The On the Road to Quitting program was created to help build your motivation and self-confidence to quit smoking.
There are many ways to quit smoking, and it is important to find the method that works best for you. Some people prefer to quit smoking all of a sudden (also known as quitting "cold turkey"); others find they are more comfortable gradually reducing how much they smoke. Some may say they were able to quit all on their own, without any help, but others give a lot of credit to support groups. Everyone is unique, and everyone has a different method for quitting smoking. Know what your options are when you quit and use the resources available to improve your chances of success.

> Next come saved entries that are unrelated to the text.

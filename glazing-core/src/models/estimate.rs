use serde::{Deserialize, Serialize};

use super::{Pounds, QuoteSelection};
use crate::calculations::VatNotice;

/// The terminal result of the estimator.
///
/// `price` is exclusive of VAT; `vat` is an annotation only.
#[derive(Debug, Clone, PartialEq, Eq, Serialize, Deserialize)]
pub struct Estimate {
    pub selection: QuoteSelection,
    pub price: Pounds,
    pub vat: VatNotice,
}

impl Estimate {
    pub fn new(
        selection: QuoteSelection,
        price: Pounds,
    ) -> Self {
        Self {
            selection,
            price,
            vat: VatNotice::standard(),
        }
    }

    /// `Estimate for <first name>` heading line.
    pub fn heading(&self) -> String {
        format!("Estimate for {}", self.selection.contact.first_name())
    }
}
//! Line-based host for the quote wizard.
//!
//! Reads one command per line and prints the wizard's state after each
//! transition. Pricing runs through the configured [`PricingService`]; the
//! finished estimate goes to an [`EstimateDispatcher`].

use std::io::Write;

use anyhow::Result;
use glazing_core::service::{
    EstimateDispatcher, PricingRequest, PricingService, ServiceError, cancellation,
    quote_cancellable,
};
use glazing_core::{Material, Pounds, QuoteError, QuoteWizard, ServiceType, WizardStep};
use tokio::io::{AsyncBufRead, AsyncBufReadExt};
use tokio::sync::mpsc;
use tokio::task::JoinHandle;
use tracing::{info, warn};

use crate::app::{booking_message, format_estimate};
use crate::commands::unknown_material;

#[derive(Debug, Clone, PartialEq, Eq)]
pub enum Command {
    Service(ServiceType),
    Quantity(u32),
    Material(Material),
    Name(String),
    Email(String),
    Phone(String),
    Next,
    Back,
    Calculate,
    Restart,
    Proceed,
    Show,
    Help,
    Quit,
}

/// Parses one input line. Bare `windows`/`doors` select a service.
///
/// Contact values are taken verbatim after the single separator, so a
/// whitespace-only value is kept and counts as filled in.
pub fn parse_command(line: &str) -> Result<Command, String> {
    let line = line.trim_end_matches(['\r', '\n']).trim_start();
    let (word, raw) = match line.split_once(char::is_whitespace) {
        Some((word, raw)) => (word, raw),
        None => (line, ""),
    };
    let rest = raw.trim();

    let command = match word.to_ascii_lowercase().as_str() {
        "service" => ServiceType::parse(rest)
            .map(Command::Service)
            .ok_or_else(|| format!("unknown service '{rest}' (windows or doors)"))?,
        "quantity" | "qty" => rest
            .parse::<u32>()
            .map(Command::Quantity)
            .map_err(|_| format!("quantity must be a whole number from 1 to 20, got '{rest}'"))?,
        "material" => Material::parse(rest)
            .map(Command::Material)
            .ok_or_else(|| unknown_material(rest))?,
        "name" => Command::Name(raw.to_string()),
        "email" => Command::Email(raw.to_string()),
        "phone" => Command::Phone(raw.to_string()),
        "next" => Command::Next,
        "back" => Command::Back,
        "calculate" | "calc" => Command::Calculate,
        "restart" => Command::Restart,
        "proceed" | "book" => Command::Proceed,
        "show" => Command::Show,
        "help" | "?" => Command::Help,
        "quit" | "exit" => Command::Quit,
        other => match ServiceType::parse(other) {
            Some(service) if rest.is_empty() => Command::Service(service),
            _ => return Err(format!("unknown command '{word}' (type 'help')")),
        },
    };
    Ok(command)
}

enum Flow {
    Continue,
    Quit,
}

pub struct WizardHost<'a, P: ?Sized, D: ?Sized> {
    wizard: QuoteWizard,
    pricing: &'a P,
    dispatcher: &'a D,
    ctrl_c_cancels: bool,
    interrupts: Option<mpsc::UnboundedReceiver<()>>,
}

/// Forwards every Ctrl-C for as long as the receiver lives. The process
/// keeps its SIGINT handler once installed, so the host must act on each one.
fn listen_for_ctrl_c() -> (JoinHandle<()>, mpsc::UnboundedReceiver<()>) {
    let (tx, rx) = mpsc::unbounded_channel();
    let task = tokio::spawn(async move {
        while tokio::signal::ctrl_c().await.is_ok() {
            if tx.send(()).is_err() {
                break;
            }
        }
    });
    (task, rx)
}

impl<'a, P, D> WizardHost<'a, P, D>
where
    P: PricingService + ?Sized,
    D: EstimateDispatcher + ?Sized,
{
    pub fn new(
        pricing: &'a P,
        dispatcher: &'a D,
    ) -> Self {
        Self {
            wizard: QuoteWizard::new(),
            pricing,
            dispatcher,
            ctrl_c_cancels: false,
            interrupts: None,
        }
    }

    /// Ctrl-C abandons a calculation in flight and otherwise ends the session.
    pub fn with_ctrl_c(mut self) -> Self {
        self.ctrl_c_cancels = true;
        self
    }

    #[cfg(test)]
    fn with_interrupts(
        mut self,
        interrupts: mpsc::UnboundedReceiver<()>,
    ) -> Self {
        self.interrupts = Some(interrupts);
        self
    }

    pub fn wizard(&self) -> &QuoteWizard {
        &self.wizard
    }

    /// Runs until `quit`, end of input or an interrupt at the prompt.
    pub async fn run<R, W>(
        &mut self,
        input: R,
        out: &mut W,
    ) -> Result<()>
    where
        R: AsyncBufRead + Unpin,
        W: Write,
    {
        let listener = if self.ctrl_c_cancels && self.interrupts.is_none() {
            let (task, interrupts) = listen_for_ctrl_c();
            self.interrupts = Some(interrupts);
            Some(task)
        } else {
            None
        };

        let result = self.read_commands(input, out).await;
        if let Some(task) = listener {
            task.abort();
        }
        result
    }

    async fn read_commands<R, W>(
        &mut self,
        mut input: R,
        out: &mut W,
    ) -> Result<()>
    where
        R: AsyncBufRead + Unpin,
        W: Write,
    {
        self.print_step(out)?;

        let mut line = String::new();
        loop {
            write!(out, "[{}] > ", self.wizard.step().number())?;
            out.flush()?;

            line.clear();
            let read = input.read_line(&mut line);
            let read = match self.interrupts.as_mut() {
                Some(interrupts) => tokio::select! {
                    biased;
                    Some(()) = interrupts.recv() => None,
                    n = read => Some(n?),
                },
                None => Some(read.await?),
            };
            let Some(n) = read else {
                info!("interrupt at prompt; leaving wizard");
                writeln!(out)?;
                writeln!(out, "Interrupted.")?;
                break;
            };
            if n == 0 {
                writeln!(out)?;
                break;
            }
            if line.trim().is_empty() {
                continue;
            }

            match parse_command(&line) {
                Ok(command) => {
                    if let Flow::Quit = self.apply(command, out).await? {
                        break;
                    }
                }
                Err(message) => writeln!(out, "{message}")?,
            }
        }
        Ok(())
    }

    async fn apply<W: Write>(
        &mut self,
        command: Command,
        out: &mut W,
    ) -> Result<Flow> {
        let moves = command_moves(&command);
        let result = match command {
            Command::Service(service) => self.wizard.select_service(service),
            Command::Quantity(n) => self.wizard.set_quantity(n),
            Command::Material(material) => self.wizard.select_material(material),
            Command::Name(v) => self.wizard.set_name(v),
            Command::Email(v) => self.wizard.set_email(v),
            Command::Phone(v) => self.wizard.set_phone(v),
            Command::Next => self.wizard.next().map(|_| ()),
            Command::Back => self.wizard.back().map(|_| ()),
            Command::Restart => {
                self.wizard.restart();
                Ok(())
            }
            Command::Calculate => {
                self.calculate(out).await?;
                return Ok(Flow::Continue);
            }
            Command::Proceed => match self.wizard.proceed() {
                Ok(intent) => {
                    writeln!(out, "{}", booking_message(intent.anchor()))?;
                    return Ok(Flow::Continue);
                }
                Err(e) => Err(e),
            },
            Command::Show => {
                self.print_step(out)?;
                return Ok(Flow::Continue);
            }
            Command::Help => {
                self.print_help(out)?;
                return Ok(Flow::Continue);
            }
            Command::Quit => return Ok(Flow::Quit),
        };

        match result {
            Ok(()) if moves => self.print_step(out)?,
            Ok(()) => self.print_selection(out)?,
            Err(e) => writeln!(out, "{e}")?,
        }
        Ok(Flow::Continue)
    }

    async fn calculate<W: Write>(
        &mut self,
        out: &mut W,
    ) -> Result<()> {
        let request = match self.wizard.begin_calculation() {
            Ok(request) => request,
            Err(e) => {
                writeln!(out, "{e}")?;
                return Ok(());
            }
        };
        writeln!(out, "Calculating your estimate...")?;
        out.flush()?;

        let outcome = self.quote(&request).await;

        match self.wizard.complete_calculation(request.ticket, outcome) {
            Ok(estimate) => {
                let estimate = estimate.clone();
                writeln!(out)?;
                write!(out, "{}", format_estimate(&estimate))?;
                if let Err(error) = self.dispatcher.dispatch(&estimate).await {
                    warn!(%error, "estimate dispatch failed");
                    writeln!(
                        out,
                        "We could not record your request, please call us to confirm."
                    )?;
                }
                self.print_result_actions(out)?;
            }
            Err(QuoteError::Service(ServiceError::Cancelled)) => {
                writeln!(out, "Calculation cancelled.")?;
            }
            Err(e) => {
                writeln!(out, "Sorry, we couldn't calculate your estimate: {e}")?;
                writeln!(out, "Your details are kept; type 'calculate' to try again.")?;
            }
        }
        Ok(())
    }

    async fn quote(
        &mut self,
        request: &PricingRequest,
    ) -> Result<Pounds, ServiceError> {
        let pricing = self.pricing;
        let Some(interrupts) = self.interrupts.as_mut() else {
            return pricing.quote(request).await;
        };

        let (handle, signal) = cancellation();
        let priced = quote_cancellable(pricing, request, signal);
        tokio::pin!(priced);
        tokio::select! {
            outcome = &mut priced => outcome,
            Some(()) = interrupts.recv() => {
                info!(ticket = request.ticket, "interrupt received; cancelling");
                handle.cancel();
                priced.await
            }
        }
    }

    fn print_step<W: Write>(
        &self,
        out: &mut W,
    ) -> Result<()> {
        let step = self.wizard.step();
        writeln!(out)?;
        writeln!(out, "Step {} of 4: {}", step.number(), step.title())?;

        match step {
            WizardStep::ServiceSelection => {
                for service in ServiceType::all() {
                    writeln!(out, "  {:<8} {}", service.as_str(), service.label())?;
                }
                writeln!(out, "Type a service, then 'next'.")?;
            }
            WizardStep::Configuration => {
                let materials: Vec<&str> = self
                    .wizard
                    .material_options()
                    .iter()
                    .map(|m| m.as_str())
                    .collect();
                writeln!(out, "  quantity <1-20>")?;
                writeln!(out, "  material <{}>", materials.join("|"))?;
                writeln!(out, "Then 'next', or 'back'.")?;
            }
            WizardStep::ContactCapture => {
                writeln!(out, "  name <full name>")?;
                writeln!(out, "  email <address>")?;
                writeln!(out, "  phone <number>")?;
                writeln!(out, "Then 'calculate', or 'back'.")?;
                if let Some(error) = self.wizard.last_error() {
                    writeln!(out, "Last attempt failed: {error}")?;
                }
            }
            WizardStep::Result => {
                if let Some(estimate) = self.wizard.estimate() {
                    write!(out, "{}", format_estimate(estimate))?;
                }
                self.print_result_actions(out)?;
                return Ok(());
            }
        }
        self.print_selection(out)
    }

    fn print_selection<W: Write>(
        &self,
        out: &mut W,
    ) -> Result<()> {
        let selection = self.wizard.selection();
        match self.wizard.step() {
            WizardStep::ServiceSelection => {
                writeln!(out, "Selected: {}", selection.service.label())?;
            }
            WizardStep::Configuration => {
                writeln!(
                    out,
                    "Selected: {} x {}",
                    selection.quantity, selection.material
                )?;
            }
            WizardStep::ContactCapture => {
                let missing = selection.contact.missing_fields();
                if missing.is_empty() {
                    writeln!(out, "Details complete. Type 'calculate'.")?;
                } else {
                    writeln!(out, "Still needed: {}", missing.join(", "))?;
                }
            }
            WizardStep::Result => {}
        }
        Ok(())
    }

    fn print_result_actions<W: Write>(
        &self,
        out: &mut W,
    ) -> Result<()> {
        writeln!(
            out,
            "Type 'proceed' to book a survey, or 'restart' for a new estimate."
        )?;
        Ok(())
    }

    fn print_help<W: Write>(
        &self,
        out: &mut W,
    ) -> Result<()> {
        writeln!(
            out,
            "Commands: service <windows|doors>, quantity <n>, material <m>, \
             name/email/phone <value>, next, back, calculate, proceed, restart, \
             show, help, quit"
        )?;
        Ok(())
    }
}

/// Commands after which the whole step is reprinted.
fn command_moves(command: &Command) -> bool {
    matches!(command, Command::Next | Command::Back | Command::Restart)
}
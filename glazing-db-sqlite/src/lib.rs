//! SQLite lead store.

mod columns;
pub mod factory;
pub mod repository;

pub use factory::SqliteRepositoryFactory;
pub use repository::SqliteRepository;
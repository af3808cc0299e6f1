use std::fmt;

use serde::{Deserialize, Serialize};

/// Frame material. Which values are valid depends on the
/// [`ServiceType`](super::ServiceType).
#[derive(
    Debug, Clone, Copy, Default, PartialEq, Eq, PartialOrd, Ord, Hash, Serialize, Deserialize,
)]
pub enum Material {
    #[default]
    Aluminium,
    #[serde(rename = "uPVC")]
    Upvc,
    Composite,
}

impl Material {
    /// Every material, in display order.
    pub fn all() -> &'static [Material] {
        &[Material::Aluminium, Material::Upvc, Material::Composite]
    }

    pub fn as_str(&self) -> &'static str {
        match self {
            Self::Aluminium => "Aluminium",
            Self::Upvc => "uPVC",
            Self::Composite => "Composite",
        }
    }

    /// Case-insensitive; accepts `aluminum` as well.
    pub fn parse(s: &str) -> Option<Self> {
        match s.trim().to_ascii_lowercase().as_str() {
            "aluminium" | "aluminum" => Some(Self::Aluminium),
            "upvc" => Some(Self::Upvc),
            "composite" => Some(Self::Composite),
            _ => None,
        }
    }
}

impl fmt::Display for Material {
    fn fmt(
        &self,
        f: &mut fmt::Formatter<'_>,
    ) -> fmt::Result {
        f.write_str(self.as_str())
    }
}
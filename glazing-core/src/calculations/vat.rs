//! VAT annotation shown beside an estimate.
//!
//! Estimates are quoted exclusive of VAT. The notice only describes the tax;
//! it is never folded into [`Estimate::price`](crate::models::Estimate).

use rust_decimal::prelude::ToPrimitive;
use rust_decimal::{Decimal, RoundingStrategy};
use serde::{Deserialize, Serialize};

use crate::models::{Pounds, group_thousands};

/// Rounds to pence, half away from zero.
fn round_half_up(value: Decimal) -> Decimal {
    value.round_dp_with_strategy(2, RoundingStrategy::MidpointAwayFromZero)
}

#[derive(Debug, Clone, Copy, PartialEq, Eq, Serialize, Deserialize)]
pub struct VatNotice {
    /// Fractional rate, e.g. `0.20`.
    pub rate: Decimal,
}

impl VatNotice {
    /// UK standard rate, 20%.
    pub fn standard() -> Self {
        Self {
            rate: Decimal::new(20, 2),
        }
    }

    /// Rate as a whole percentage, e.g. `20`.
    pub fn percent(&self) -> Decimal {
        (self.rate * Decimal::ONE_HUNDRED).normalize()
    }

    /// `+ VAT @ 20%`
    pub fn label(&self) -> String {
        format!("+ VAT @ {}%", self.percent())
    }

    /// VAT payable on `net`, rounded to pence.
    pub fn amount(
        &self,
        net: Pounds,
    ) -> Decimal {
        round_half_up(net.to_decimal() * self.rate)
    }

    /// `net` plus VAT, for display only.
    pub fn gross(
        &self,
        net: Pounds,
    ) -> Decimal {
        net.to_decimal() + self.amount(net)
    }

    /// Formats a pound amount from [`VatNotice::gross`] as `£3,120.00`.
    pub fn format_amount(amount: Decimal) -> String {
        let rounded = round_half_up(amount);
        let whole = rounded.abs().trunc();
        let pence = ((rounded.abs() - whole) * Decimal::ONE_HUNDRED)
            .to_u32()
            .unwrap_or(0);
        let whole = whole.to_u64().unwrap_or(0);
        let sign = if rounded.is_sign_negative() && !rounded.is_zero() {
            "-"
        } else {
            ""
        };
        format!(
            "{sign}£{}.{:02}",
            group_thousands(&whole.to_string()),
            pence
        )
    }
}

impl Default for VatNotice {
    fn default() -> Self {
        Self::standard()
    }
}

Self help and individual counselling: People who prefer to quit on their own may benefit from self-help books and pamphlets, videos, stop-smoking websites, or other resources. While self-help methods can lead to successful quitting, brief counselling with facilitators or health care providers appears to be more helpful. Doctors, pharmacists, dentists, and nurses are all options for people who would like individual counselling before or during their quitting process. You can also try calling a help-line for some advice on quitting smoking.
Specialized counselling: In some communities there are smoking cessation or addiction clinics that offer specialized counselling for people who are interested in quitting smoking. Often these clinics will have highly trained specialists who can offer advice and counselling to smokers. People who have made several unsuccessful attempts to quit smoking and people with a high level of dependence on smoking may be most likely to benefit from these clinics. These clinics may also be helpful for people who are trying to deal with other medical or addiction problems as well as smoking.
Group programs: Research shows that group programs are some of the most successful methods for quitting smoking. These programs usually have class sizes of about 4 to 12 people, each facing similar challenges. These programs may be led by a facilitator or counsellor who specializes in smoking cessation. There are also mutual aid groups, which allow smokers to support each other in a group setting without a formal counsellor.
Medications: There are many medications available that may be helpful when quitting smoking. Here are some examples of smoking cessation medications that are available in Canada:
It appears that using smoking cessation medications as directed together with behavioural programs, such as counselling or self-help methods, significantly increases a person's chances of quitting smoking. Nicotine gum, lozenges, inhalers, and patches are all available over-the-counter at most drugstores in Canada.
Bupropion and varenicline require a doctor's prescription and they must be taken 1 or 2 weeks before your quit date. Talk to your doctor or pharmacist to see if these medications are right for you.
If you are a light smoker (less than 10 cigarettes a day) or a teen (13 to 18 years old), or if you use smokeless tobacco (e.g., chewing tobacco), you may not benefit as much from smoking cessation medications. Talk to your doctor or pharmacist about the best smoking cessation methods for you.
Alternative therapies: Although it is possible that some people may benefit from alternative therapies, there is not enough research showing that these treatments are effective. Therefore, the following forms of treatment are not currently recommended: hypnosis, acupuncture, laser therapy, acupressure, and electrostimulation.
It is important to be patient with yourself during your quitting process and not to give up if one of these methods doesn't work. Be open to different types of quitting methods and remember that just because one method didn't work in the past, it doesn't mean it won't work in the future.